He writes that this short e-book was written to provide guidance for how to create a business plan that actually works––a plan that will truly help you in launching your new business, department, or other large initiative, without getting you stuck in the details of over-planning. It also gives specific guidance for how to create a business plan from a faith-based perspective.

He defines a business plan as simply a guide or road map for your business, new department, or other large effort. It will help us think through and articulate your mission and values, main objectives, core audience, comparison organizations or competitors, financial plan, core activities, marketing plan, and other key realities. A business plan is not just for those starting a new business. Perman states that if you’re starting anything or want to refine what you’ve already started, a business plan is a key step.

In looking at how to create a business plan that actually works and to do so in a way that relates to the Scriptures, we should learn from the best business minds (Jim Collins, for example), common grace realities as well as the Bible.

He takes the reader through each of the sections of a business plan and briefly explains what they mean and how it translates into the ongoing fabric of our business.

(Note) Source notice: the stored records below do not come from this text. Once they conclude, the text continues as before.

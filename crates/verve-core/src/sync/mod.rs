//! Synchronization between the local event store and Google Calendar.

pub mod engine;
pub mod types;

pub use engine::{merge_remote, sync_window, SyncEngine};
pub use types::{SyncFailure, SyncReport, SyncSession, SyncState};
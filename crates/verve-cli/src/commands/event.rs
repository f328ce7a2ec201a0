//! Calendar event commands.

use chrono::NaiveDate;
use clap::Subcommand;
use verve_core::Event;

#[derive(Subcommand)]
pub enum EventAction {
    /// Add an event to the calendar
    Add {
        /// Event title
        title: String,
        /// Event date (YYYY-MM-DD)
        #[arg(long)]
        date: NaiveDate,
        /// Start time (HH:MM)
        #[arg(long)]
        start: String,
        /// End time (HH:MM)
        #[arg(long)]
        end: String,
        /// Optional description
        #[arg(long)]
        description: Option<String>,
    },
    /// List events
    List {
        /// Only events on this date (YYYY-MM-DD)
        #[arg(long)]
        date: Option<NaiveDate>,
        /// Output as JSON
        #[arg(long)]
        json: bool,
    },
    /// Set an event's progress (0-100, step 10)
    Progress {
        /// Event ID
        id: String,
        /// Progress value
        value: u8,
    },
    /// Mark an event completed
    Complete {
        /// Event ID
        id: String,
        /// Clear the completed flag instead
        #[arg(long)]
        undo: bool,
    },
}

pub fn run(action: EventAction) -> Result<(), Box<dyn std::error::Error>> {
    let (mut engine, _config) = super::open_engine()?;
    let mut store = super::load_store_lossy(&engine);

    match action {
        EventAction::Add {
            title,
            date,
            start,
            end,
            description,
        } => {
            engine.restore_session()?;
            let event = Event::new(title, description, date, start, end)?;
            let id = event.id.clone();
            let rt = super::runtime()?;
            let report = rt.block_on(engine.add_event(&mut store, event))?;
            println!("Event added: {id}");
            super::print_report(&report);
        }
        EventAction::List { date, json } => {
            let events: Vec<&Event> = match date {
                Some(date) => store.events_on(date),
                None => store.all().iter().collect(),
            };
            if json {
                println!("{}", serde_json::to_string_pretty(&events)?);
            } else if events.is_empty() {
                println!("No events");
            } else {
                for event in events {
                    print_event(event);
                }
            }
        }
        EventAction::Progress { id, value } => {
            engine.restore_session()?;
            let mut event = store
                .get(&id)
                .ok_or_else(|| format!("no event with id {id}"))?
                .clone();
            event.set_progress(value)?;
            let rt = super::runtime()?;
            let report = rt.block_on(engine.update_event(&mut store, event))?;
            println!("Progress set to {value}%");
            if value == 100 {
                println!("Task completed");
            }
            super::print_report(&report);
        }
        EventAction::Complete { id, undo } => {
            engine.restore_session()?;
            let mut event = store
                .get(&id)
                .ok_or_else(|| format!("no event with id {id}"))?
                .clone();
            event.set_completed(!undo);
            let rt = super::runtime()?;
            let report = rt.block_on(engine.update_event(&mut store, event))?;
            if undo {
                println!("Completion cleared");
            } else {
                println!("Task completed");
            }
            super::print_report(&report);
        }
    }
    Ok(())
}

fn print_event(event: &Event) {
    let sync_marker = if event.is_mirrored() { "synced" } else { "local" };
    let done_marker = if event.completed { "x" } else { " " };
    println!(
        "[{}] {} {}-{} {} ({}%, {}) {}",
        done_marker,
        event.date,
        event.start_time,
        event.end_time,
        event.title,
        event.progress,
        sync_marker,
        event.id,
    );
    if let Some(description) = &event.description {
        println!("      {description}");
    }
}
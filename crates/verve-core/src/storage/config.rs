//! TOML-based application configuration.
//!
//! Stores Google OAuth client credentials and sync tuning at
//! `~/.config/verve/config.toml`.

use serde::{Deserialize, Serialize};
use std::path::PathBuf;

use super::data_dir;
use crate::error::ConfigError;

/// Google OAuth client configuration.
#[derive(Debug, Clone, Serialize, Deserialize)]
pub struct GoogleConfig {
    #[serde(default)]
    pub client_id: String,
    #[serde(default)]
    pub client_secret: String,
    #[serde(default = "default_redirect_port")]
    pub redirect_port: u16,
}

/// Sync tuning.
#[derive(Debug, Clone, Serialize, Deserialize)]
pub struct SyncConfig {
    #[serde(default = "default_request_timeout_secs")]
    pub request_timeout_secs: u64,
}

/// Application configuration.
///
/// Serialized to/from TOML at `~/.config/verve/config.toml`.
#[derive(Debug, Clone, Default, Serialize, Deserialize)]
pub struct Config {
    #[serde(default)]
    pub google: GoogleConfig,
    #[serde(default)]
    pub sync: SyncConfig,
}

fn default_redirect_port() -> u16 {
    19823
}

fn default_request_timeout_secs() -> u64 {
    30
}

impl Default for GoogleConfig {
    fn default() -> Self {
        Self {
            client_id: String::new(),
            client_secret: String::new(),
            redirect_port: default_redirect_port(),
        }
    }
}

impl Default for SyncConfig {
    fn default() -> Self {
        Self {
            request_timeout_secs: default_request_timeout_secs(),
        }
    }
}

impl Config {
    fn path() -> Result<PathBuf, ConfigError> {
        let dir = data_dir().map_err(|e| ConfigError::LoadFailed {
            path: PathBuf::from("config.toml"),
            message: e.to_string(),
        })?;
        Ok(dir.join("config.toml"))
    }

    /// Load from disk, falling back to defaults when no file exists.
    pub fn load() -> Result<Self, ConfigError> {
        let path = Self::path()?;
        if !path.exists() {
            return Ok(Self::default());
        }
        let raw = std::fs::read_to_string(&path).map_err(|e| ConfigError::LoadFailed {
            path: path.clone(),
            message: e.to_string(),
        })?;
        toml::from_str(&raw).map_err(|e| ConfigError::LoadFailed {
            path,
            message: e.to_string(),
        })
    }

    /// Read a value by dotted key (`google.client_id`, ...), as the CLI
    /// config commands address it.
    pub fn get(&self, key: &str) -> Option<String> {
        match key {
            "google.client_id" => Some(self.google.client_id.clone()),
            "google.client_secret" => Some(self.google.client_secret.clone()),
            "google.redirect_port" => Some(self.google.redirect_port.to_string()),
            "sync.request_timeout_secs" => Some(self.sync.request_timeout_secs.to_string()),
            _ => None,
        }
    }

    /// Set a value by dotted key. The caller persists with [`Config::save`].
    pub fn set(&mut self, key: &str, value: &str) -> Result<(), ConfigError> {
        match key {
            "google.client_id" => self.google.client_id = value.to_string(),
            "google.client_secret" => self.google.client_secret = value.to_string(),
            "google.redirect_port" => {
                self.google.redirect_port = parse_value(key, value)?;
            }
            "sync.request_timeout_secs" => {
                self.sync.request_timeout_secs = parse_value(key, value)?;
            }
            _ => return Err(ConfigError::UnknownKey(key.to_string())),
        }
        Ok(())
    }

    /// Write the configuration back to disk.
    pub fn save(&self) -> Result<(), ConfigError> {
        let path = Self::path()?;
        let raw = toml::to_string_pretty(self).map_err(|e| ConfigError::SaveFailed {
            path: path.clone(),
            message: e.to_string(),
        })?;
        std::fs::write(&path, raw).map_err(|e| ConfigError::SaveFailed {
            path,
            message: e.to_string(),
        })
    }
}

fn parse_value<T: std::str::FromStr>(key: &str, value: &str) -> Result<T, ConfigError>
where
    T::Err: std::fmt::Display,
{
    value.parse().map_err(|e: T::Err| ConfigError::InvalidValue {
        key: key.to_string(),
        message: e.to_string(),
    })
}

#[cfg(test)]
mod tests {
    use super::*;

    #[test]
    fn test_defaults() {
        let config = Config::default();
        assert!(config.google.client_id.is_empty());
        assert_eq!(config.google.redirect_port, 19823);
        assert_eq!(config.sync.request_timeout_secs, 30);
    }

    #[test]
    fn test_partial_toml_fills_defaults() {
        let config: Config = toml::from_str(
            r#"
            [google]
            client_id = "abc.apps.googleusercontent.com"
            "#,
        )
        .unwrap();
        assert_eq!(config.google.client_id, "abc.apps.googleusercontent.com");
        assert_eq!(config.google.redirect_port, 19823);
        assert_eq!(config.sync.request_timeout_secs, 30);
    }

    #[test]
    fn test_get_and_set_by_dotted_key() {
        let mut config = Config::default();
        config.set("google.client_id", "abc").unwrap();
        config.set("google.redirect_port", "9999").unwrap();
        config.set("sync.request_timeout_secs", "5").unwrap();

        assert_eq!(config.get("google.client_id").as_deref(), Some("abc"));
        assert_eq!(config.get("google.redirect_port").as_deref(), Some("9999"));
        assert_eq!(config.sync.request_timeout_secs, 5);
    }

    #[test]
    fn test_set_unknown_key_rejected() {
        let mut config = Config::default();
        let result = config.set("google.refresh_token", "x");
        assert!(matches!(result, Err(ConfigError::UnknownKey(_))));
        assert_eq!(config.get("google.refresh_token"), None);
    }

    #[test]
    fn test_set_unparseable_value_rejected() {
        let mut config = Config::default();
        let result = config.set("google.redirect_port", "not-a-port");
        assert!(matches!(result, Err(ConfigError::InvalidValue { .. })));
        // Failed set leaves the previous value in place.
        assert_eq!(config.google.redirect_port, 19823);
    }

    #[test]
    fn test_toml_round_trip() {
        let mut config = Config::default();
        config.google.client_id = "id".to_string();
        config.sync.request_timeout_secs = 10;
        let raw = toml::to_string_pretty(&config).unwrap();
        let back: Config = toml::from_str(&raw).unwrap();
        assert_eq!(back.google.client_id, "id");
        assert_eq!(back.sync.request_timeout_secs, 10);
    }
}
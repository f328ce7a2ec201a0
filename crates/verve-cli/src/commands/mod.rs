//! Shared command plumbing: engine construction, store loading, and
//! report printing.

pub mod auth;
pub mod config;
pub mod event;
pub mod sync;

use std::time::Duration;

use verve_core::{
    CalendarClient, Config, EventStore, FileStore, Persistence, SyncEngine, SyncReport,
};

/// Build the sync engine over the default on-disk store.
fn open_engine() -> Result<(SyncEngine<FileStore>, Config), Box<dyn std::error::Error>> {
    let config = Config::load()?;
    let persistence = Persistence::new(FileStore::open_default()?);
    let client =
        CalendarClient::new().with_timeout(Duration::from_secs(config.sync.request_timeout_secs));
    Ok((SyncEngine::new(client, persistence), config))
}

/// Load the persisted events. Unreadable data is not fatal: warn and start
/// from an empty calendar, matching what the app does on corrupt storage.
fn load_store_lossy(engine: &SyncEngine<FileStore>) -> EventStore {
    match engine.load_store() {
        Ok(store) => store,
        Err(e) => {
            eprintln!("warning: stored events unreadable, starting empty ({e})");
            EventStore::new()
        }
    }
}

/// Single-threaded runtime for the command's remote calls.
fn runtime() -> Result<tokio::runtime::Runtime, std::io::Error> {
    tokio::runtime::Builder::new_current_thread()
        .enable_all()
        .build()
}

fn print_report(report: &SyncReport) {
    if report.merged > 0 {
        println!("Merged {} remote event(s)", report.merged);
    }
    if report.created > 0 {
        println!("Pushed {} event(s) to Google Calendar", report.created);
    }
    if report.patched > 0 {
        println!("Updated {} event(s) on Google Calendar", report.patched);
    }
    for failure in &report.failures {
        match &failure.event_id {
            Some(id) => eprintln!("sync failure for event {id}: {}", failure.error),
            None => eprintln!("sync failure: {}", failure.error),
        }
    }
    if report.token_expired {
        eprintln!("Google session expired; run 'verve auth login' to reconnect");
    }
}
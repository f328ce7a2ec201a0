//! Configuration commands.

use clap::Subcommand;
use verve_core::Config;

#[derive(Subcommand)]
pub enum ConfigAction {
    /// Get a config value
    Get {
        /// Config key (e.g. "google.client_id")
        key: String,
    },
    /// Set a config value and write it back to config.toml
    Set {
        /// Config key
        key: String,
        /// New value
        value: String,
    },
    /// List all config values
    List,
}

pub fn run(action: ConfigAction) -> Result<(), Box<dyn std::error::Error>> {
    match action {
        ConfigAction::Get { key } => {
            let config = Config::load()?;
            match config.get(&key) {
                Some(value) => println!("{value}"),
                None => return Err(format!("unknown configuration key '{key}'").into()),
            }
        }
        ConfigAction::Set { key, value } => {
            let mut config = Config::load()?;
            config.set(&key, &value)?;
            config.save()?;
            println!("ok");
        }
        ConfigAction::List => {
            let config = Config::load()?;
            println!("{}", serde_json::to_string_pretty(&config)?);
        }
    }
    Ok(())
}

He also includes some helpful resources that you may find useful. He stresses that the process of developing a business plan is as important as the final result; as the activity of thinking through your business or new endeavor in this way prepares you for effective implementation.

This short book contains much helpful information and is well worth your time to read it. I know I’ll be sharing what I learned here with others, including my sister-in-law who is the Director of a Pregnancy Resource Center.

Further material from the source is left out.